Peristiwa perlaihan bahasa atau alih kode dapat terjadi karena beberapa faktor. Reyfield
(1970: 54-58) berdasarkan studinya terhadap masyarakat dwi bahasa Yahudi-Inggris di
Amerika mengemukakan dua faktor utama, yakni respon penutur terhadap situasi tutur dan
faktor retoris. Faktor pertama menyangkut situasi seperti kehadiran orang ketiga dalam
peristiwa tutur yang sedang berlangsung dan perubahan topik pembicaraan. Faktor kedua
menyangkut penekanan kata-kata tertentu atau penghindaran terhadap kata-kata yang tabu.
Menurut B;om dan Gumperz (1972: 408-409) terdapat dua macam alih kode , yaitu (1) alih
kode situasional (situational switching) dan (2) alih kode metaforis. Alih kode yang pertama
terjadi karena perubahan situasi dan alih kode yang kedua terjadi karena bahasa atau ragam
bahasa yang dipakai merupakan metafora yang melambangkan identitas penutur.
Campur kode (code mixing) merupakan peristiwa pencampuran dua atau lebih bahasa atau
ragam bahasa dalam suatu peristiwa tutur.

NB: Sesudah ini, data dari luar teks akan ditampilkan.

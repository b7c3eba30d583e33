//! Cases command report data structures.

use recase_core::Case;

use super::output::{Output, Report};

/// Supported cases applied to a sample input.
#[derive(Debug)]
pub struct CasesReport {
    /// Sample input.
    pub example: String,
    /// One row per supported case.
    pub rows: Vec<CaseRow>,
}

/// A supported case.
#[derive(Debug)]
pub struct CaseRow {
    pub case: Case,
    /// Word joiner, if any.
    pub joiner: Option<char>,
    /// The sample converted to this case.
    pub output: String,
}

impl Report for CasesReport {
    fn render(&self, out: &mut dyn Output) {
        out.title("Supported cases");
        out.key_value("example", &self.example);
        out.newline();

        for row in &self.rows {
            let joiner = match row.joiner {
                Some(c) => format!("'{}'", c),
                None => "none".to_string(),
            };
            out.preformatted(&format!(
                "  {:<8} joiner {:<6} {}",
                row.case.as_str(),
                joiner,
                row.output
            ));
        }
    }
}
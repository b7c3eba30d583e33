//! Report data structures for commands.
//!
//! Commands build reports, then render them to an Output target.

mod cases;
mod check;
mod convert;
mod output;
mod words;

pub use cases::{CaseRow, CasesReport};
pub use check::{CheckEntry, CheckReport};
pub use convert::ConvertReport;
#[cfg(test)]
pub use output::BufferOutput;
pub use output::{Report, TerminalOutput};
pub use words::{WordsEntry, WordsReport};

Di dalam masyarakat tutur jawa yang diteliti ini
juga terdapat gejala ini. Gejala seperti ini cenderung mendekati pengertian yang dikemukakan
oleh Haugen (1972: 79-80) sebagai bahasa campuran (mixture of language), yaitu pemakaian
satu kata, ungkapan, atau frase. Di Filipina menurut Sibayan dan Segovia (1980: 1130 disebut
mix-mix atau halu-halu atau taglish untuk pemakaian bahasa campuran antara bahasa tagalog
dan bahasa Inggris. Di Indonesia, Nababan (1978: 7) menyebutkan dengan istilah bahasa
gado-gado untuk pemakaian bahasa campuran antara bl dan bahasa daerah.

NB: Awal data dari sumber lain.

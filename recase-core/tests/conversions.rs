//! Behavioural tests for the public conversion API.

use recase_core::{
    Case, Error, Input, ValueKind, is_separator, split_words, to_camel_case, to_dot_case,
    to_kebab_case,
};
use serde_json::json;

/// Inputs exercising separators, punctuation, acronyms, digits and Unicode.
const CORPUS: &[&str] = &[
    "hello world",
    "  Foo_bar-baz  ",
    "Hello_World Example",
    "XMLHttpRequest",
    "version 2 update",
    "user id 2",
    "SCREEN_NAME",
    "dot.case.example",
    "parseHTMLString",
    "don't stop me now",
    "déjà-vu_example",
    "mixed\tWHITESPACE\nand__Underscores",
    "HTTP2Server",
    "日本語 テキスト",
    "İstanbul",
    "İZMİR port",
];

fn render_table(inputs: &[&str]) -> String {
    inputs
        .iter()
        .map(|input| {
            let outputs: Vec<String> = Case::ALL.iter().map(|case| case.apply(input)).collect();
            format!("{} => {}", input, outputs.join(" | "))
        })
        .collect::<Vec<_>>()
        .join("\n")
}

#[test]
fn test_documented_examples() {
    assert_eq!(to_camel_case("hello world"), "helloWorld");
    assert_eq!(to_camel_case("  Foo_bar-baz  "), "fooBarBaz");
    assert_eq!(to_kebab_case("Hello_World Example"), "hello-world-example");
    assert_eq!(to_dot_case("XMLHttpRequest"), "xml.http.request");
    assert_eq!(to_camel_case("version 2 update"), "version2Update");
}

#[test]
fn test_conversion_table() {
    let table = render_table(&["XMLHttpRequest", "hello world", "version 2 update", "SCREEN_NAME"]);
    insta::assert_snapshot!(table, @r"
    XMLHttpRequest => xmlHttpRequest | XmlHttpRequest | xml-http-request | xml.http.request
    hello world => helloWorld | HelloWorld | hello-world | hello.world
    version 2 update => version2Update | Version2Update | version-2-update | version.2.update
    SCREEN_NAME => screenName | ScreenName | screen-name | screen.name
    ");
}

#[test]
fn test_idempotent_on_own_output() {
    for case in Case::ALL {
        for input in CORPUS {
            let once = case.apply(input);
            let twice = case.apply(&once);
            assert_eq!(once, twice, "{} is not idempotent on {:?}", case, input);
        }
    }
}

#[test]
fn test_adjacent_single_letter_words_merge_on_reapply() {
    assert_eq!(to_camel_case("a b c"), "aBC");
    assert_eq!(to_camel_case("aBC"), "aBc");
    assert_eq!(to_kebab_case("a b c"), "a-b-c");
    assert_eq!(to_kebab_case("a-b-c"), "a-b-c");
}

#[test]
fn test_output_is_in_its_own_case() {
    for case in Case::ALL {
        for input in CORPUS {
            let out = case.apply(input);
            assert!(case.is_case(&out), "{:?} is not {} case", out, case);
        }
    }
}

#[test]
fn test_output_has_no_stray_separators() {
    for case in Case::ALL {
        for input in CORPUS {
            let out = case.apply(input);
            let stray = out
                .chars()
                .filter(|c| is_separator(*c) && Some(*c) != case.joiner())
                .count();
            assert_eq!(stray, 0, "{} output {:?} contains separators", case, out);
            if let Some(joiner) = case.joiner() {
                assert!(!out.starts_with(joiner) && !out.ends_with(joiner));
                assert!(!out.contains(&format!("{joiner}{joiner}")));
            }
        }
    }
}

#[test]
fn test_word_count_matches_joiners() {
    for input in CORPUS {
        let words = split_words(input);
        let kebab = to_kebab_case(input);
        assert_eq!(kebab.split('-').count(), words.len(), "{:?}", input);
    }
}

#[test]
fn test_separator_only_inputs_are_empty() {
    for input in ["", " ", "\t\n", "___", "- - -", "...", " _-. "] {
        for case in Case::ALL {
            assert_eq!(case.apply(input), "", "{} on {:?}", case, input);
        }
    }
}

#[test]
fn test_missing_is_empty() {
    for case in Case::ALL {
        assert_eq!(case.convert(Input::Missing), Ok(String::new()));
        assert_eq!(case.convert(&json!(null)), Ok(String::new()));
    }
}

#[test]
fn test_json_values() {
    assert_eq!(Case::Kebab.convert(&json!("Hello World")).unwrap(), "hello-world");

    let cases = [
        (json!(42), ValueKind::Number),
        (json!(1.5), ValueKind::Number),
        (json!(false), ValueKind::Boolean),
        (json!(["a"]), ValueKind::Array),
        (json!({"a": 1}), ValueKind::Object),
    ];
    for (value, kind) in &cases {
        let err = Case::Camel.convert(value).unwrap_err();
        assert_eq!(err.received(), *kind);
        assert_eq!(
            err,
            Error::InvalidInputType {
                case: Case::Camel,
                received: *kind,
            }
        );
    }
}

#[test]
fn test_error_message_names_function_and_type() {
    let err = Case::Kebab.convert(&json!({"a": 1})).unwrap_err();
    assert_eq!(
        err.to_string(),
        "to_kebab_case: expected a string input (received object)"
    );

    let err = Case::Pascal.convert(7_u64).unwrap_err();
    assert_eq!(
        err.to_string(),
        "to_pascal_case: expected a string input (received number)"
    );
}

#[test]
fn test_error_diagnostic_code() {
    use miette::Diagnostic;

    let err = Case::Dot.convert(true).unwrap_err();
    let code = err.code().map(|c| c.to_string());
    assert_eq!(code.as_deref(), Some("recase::invalid_input_type"));
}

#[test]
fn test_concurrent_calls_are_independent() {
    let handles: Vec<_> = CORPUS
        .iter()
        .map(|input| {
            let input = input.to_string();
            std::thread::spawn(move || (to_dot_case(&input), to_dot_case(&input)))
        })
        .collect();
    for handle in handles {
        let (a, b) = handle.join().unwrap();
        assert_eq!(a, b);
    }
}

Kajian pemilihan bahasa menurut Fasold (1984: 183) dapat dilakukan berdasarkan tiga
pendekatan, yaitu pendekatan sosiologi, pendekatan psikologi sosial, dan pendekatan
antropologi. Pendekatan sosiologi berkaitan dengan analisis ranah. Pendekatan ini pertama
dikemukakan oleh Fishman (19640. Pendekatan sosiologi sosial lebih tertarik pada proses
psikologi manusia daripada kategori dalam masyarakat luas. Pendekatan antropologi tertarik
dengan bagaimana seorang penutur berhubungan dengan struktur masyarakat.

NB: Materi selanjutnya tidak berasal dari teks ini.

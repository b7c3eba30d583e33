//! Core operations.
//!
//! This module contains the logic behind recase commands,
//! separated from CLI argument parsing and output rendering.

pub mod cases;
pub mod check;
pub mod convert;
pub mod words;

pub use cases::cases;
pub use check::check;
pub use convert::convert;
pub use words::words;
use clap::Args;
use eyre::Result;

use crate::{
    ops::{self, cases::DEFAULT_EXAMPLE},
    reports::{Report, TerminalOutput},
};

#[derive(Args)]
pub struct CasesCommand {
    /// Sample text to convert in every case
    #[arg(default_value = DEFAULT_EXAMPLE)]
    pub example: String,
}

impl CasesCommand {
    pub fn run(&self) -> Result<()> {
        ops::cases(&self.example).render(&mut TerminalOutput::new());
        Ok(())
    }
}
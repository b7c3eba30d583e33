// Miette's derive macro generates code that triggers these warnings
#![allow(unused_assignments)]

mod commands;
mod config;
mod ops;
mod reports;

use clap::Parser;
use eyre::Result;
use tracing_subscriber::EnvFilter;

use crate::commands::Cli;

fn main() -> Result<()> {
    color_eyre::install()?;

    tracing_subscriber::fmt()
        .with_env_filter(EnvFilter::from_default_env())
        .with_writer(std::io::stderr)
        .init();

    Cli::parse().run()
}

Gejala bahasa banyak terjadi di masyarakat. Gejala bahasa bisa berupa penambahan ataupun
pengurangan pada fonem ataupun morfem.
Bahasa nasional dan bahasa daerah jelas mewakili masyarakat tutur tertentu dalam hubungan
dengan variasi kebahasaan. Sebagai contoh adanya masyarakat bahasa di Indonesia. Setiap
hari mahasiswa yang berasal dari masyarakat tutur bahasa Lampung dan mahasiswa dari
masyarakat tutur bahasa Riau sama-sama kuliah di Yogyakarta. Dalam berinteraksi dengan
sesamanya, mereka menggunakan bahasa Indonesia. Jadi, meskipun mereka berbahasa ibu
yang berbeda, mereka tetap pendukung masyarakat tutur bahasa Indonesia. Dalam hal ini,
memang tidak terlepas dari fungsi ganda bahasa Indonesia: sebagai bahasa nasional, bahasa
negara, dan bahasa persatuan.
2.6 Swarabakti
Swarabakti adalah sebuah vokal yang disisipkan di antara dua konsonan agar kedua konsonan
tersebut lebih mudah dilafalkan, tetapi bukan merupakan sebuah fonem. Biasanya, salah satu
dari kedua konsonan ini merupakan sibilan.
Contohnya kata:
- /aghab/ menjadi /arab/
- /ghadu/ menjadi /radu/
- /modern/ menjadi /modern/
- /berlian/ menjadi /belian/
- /catting/ menjadi /canting/
2.7 Metatesis
Metatesis adalah mengubah urutan fonem yang berada dalam suatu kata dalam bentuk lain
dari fonem yang sama.
Contoh metatesis:
Pada kata
[a] ajal fonem /l/, /j/ dapat berubah menjadi kata lain, seperti: laja dan jala
[b] batu, fonem /u/, /t/ dapat berubah menjadi bentuk kata lain, seperti: ubat dan tabu
[c] culuk, fonem /l/ dapat berubah menjadi bentuk kata lain, seperti: lucuk
BAB III
PENUTUP
3.1 Kesimpulan
Dapat kita simpulkan dari makalah yang sudah kami buat di atas adalah bahwasannya Bahasa
Lampung ataupun Bahasa-bahasa daerah lain memiliki satuan-satuan bunyi dan juga variasi
fonem yang berbeda di setiap huruf awal, tengah maupun akhir dan juga memiliki Gejala
fonemis yang terdapat ragam Bahasa yaitu idiolek, dialek, kronolek, dan sosiolek. Adapun
kami menyertakan realisasinya dalam Bahasa Lampung dari setiap sub materi diatas.
Terimakasih.
3.2 Saran
Kami mengakui bahwasanya makalah yang kami buat masih banyak kekurangan didalamnya,
maka dari itu kami selaku kelompok 1 meminta saran kepada pembaca agar mengkritisi dan
memberi saran agar tugas-tugas selanjutnya dapat kami selesaikan dengan baik dan benar.